[Data records]
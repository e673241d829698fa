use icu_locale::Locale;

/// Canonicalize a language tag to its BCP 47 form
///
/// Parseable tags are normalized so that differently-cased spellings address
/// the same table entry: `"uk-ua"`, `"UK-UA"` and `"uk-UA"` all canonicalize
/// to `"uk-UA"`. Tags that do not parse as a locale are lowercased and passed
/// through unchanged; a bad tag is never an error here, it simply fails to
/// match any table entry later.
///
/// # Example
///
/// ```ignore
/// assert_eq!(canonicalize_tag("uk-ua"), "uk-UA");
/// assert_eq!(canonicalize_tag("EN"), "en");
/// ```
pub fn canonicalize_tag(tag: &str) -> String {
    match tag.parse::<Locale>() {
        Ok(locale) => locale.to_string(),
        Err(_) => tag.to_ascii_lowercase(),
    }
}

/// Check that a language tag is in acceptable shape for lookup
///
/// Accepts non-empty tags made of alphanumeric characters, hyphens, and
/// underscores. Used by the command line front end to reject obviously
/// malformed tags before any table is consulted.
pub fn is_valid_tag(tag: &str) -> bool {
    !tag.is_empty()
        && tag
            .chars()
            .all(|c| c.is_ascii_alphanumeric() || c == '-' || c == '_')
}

• **Exercise aim**
Your answer should consist of every entry, repeated exactly.

• **Finished task**
repository e673241d829698fa
use icu_locale::Locale;

/// Canonicalize a language tag to its BCP 47 form
///
/// Parseable tags are normalized so that differently-cased spellings address
/// the same table entry: `"uk-ua"`, `"UK-UA"` and `"uk-UA"` all canonicalize
/// to `"uk-UA"`. Tags that do not parse as a locale are lowercased and passed
/// through unchanged; a bad tag is never an error here, it simply fails to
/// match any table entry later.
///
/// # Example
///
/// ```ignore
/// assert_eq!(canonicalize_tag("uk-ua"), "uk-UA");
/// assert_eq!(canonicalize_tag("EN"), "en");
/// ```
pub fn canonicalize_tag(tag: &str) -> String {
    match tag.parse::<Locale>() {
        Ok(locale) => locale.to_string(),
        Err(_) => tag.to_ascii_lowercase(),
    }
}

/// Check that a language tag is in acceptable shape for lookup
///
/// Accepts non-empty tags made of alphanumeric characters, hyphens, and
/// underscores. Used by the command line front end to reject obviously
/// malformed tags before any table is consulted.
pub fn is_valid_tag(tag: &str) -> bool {
    !tag.is_empty()
        && tag
            .chars()
            .all(|c| c.is_ascii_alphanumeric() || c == '-' || c == '_')
}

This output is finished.